*** Provided records Section Begins ***

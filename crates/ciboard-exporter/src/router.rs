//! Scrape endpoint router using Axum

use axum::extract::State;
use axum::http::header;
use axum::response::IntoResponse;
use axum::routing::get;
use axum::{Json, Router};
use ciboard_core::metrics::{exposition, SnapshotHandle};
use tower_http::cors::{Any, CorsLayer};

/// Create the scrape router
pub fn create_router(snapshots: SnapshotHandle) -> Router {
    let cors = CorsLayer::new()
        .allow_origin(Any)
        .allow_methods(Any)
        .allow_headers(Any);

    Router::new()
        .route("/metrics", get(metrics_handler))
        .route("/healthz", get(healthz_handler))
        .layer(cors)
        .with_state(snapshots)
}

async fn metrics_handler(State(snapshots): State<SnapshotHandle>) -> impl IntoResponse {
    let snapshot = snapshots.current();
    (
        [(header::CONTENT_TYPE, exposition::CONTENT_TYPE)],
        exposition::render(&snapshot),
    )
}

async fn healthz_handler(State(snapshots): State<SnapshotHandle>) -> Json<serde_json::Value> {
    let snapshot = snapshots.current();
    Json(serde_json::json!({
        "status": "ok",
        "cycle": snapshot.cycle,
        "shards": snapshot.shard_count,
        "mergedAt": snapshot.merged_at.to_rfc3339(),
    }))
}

*** Provided records Section Ends ***

__Work instructions__:
Return each line above where the word "exposition" shows up.

__Worked solution__:
use ciboard_core::metrics::{exposition, SnapshotHandle};
        [(header::CONTENT_TYPE, exposition::CONTENT_TYPE)],
        exposition::render(&snapshot),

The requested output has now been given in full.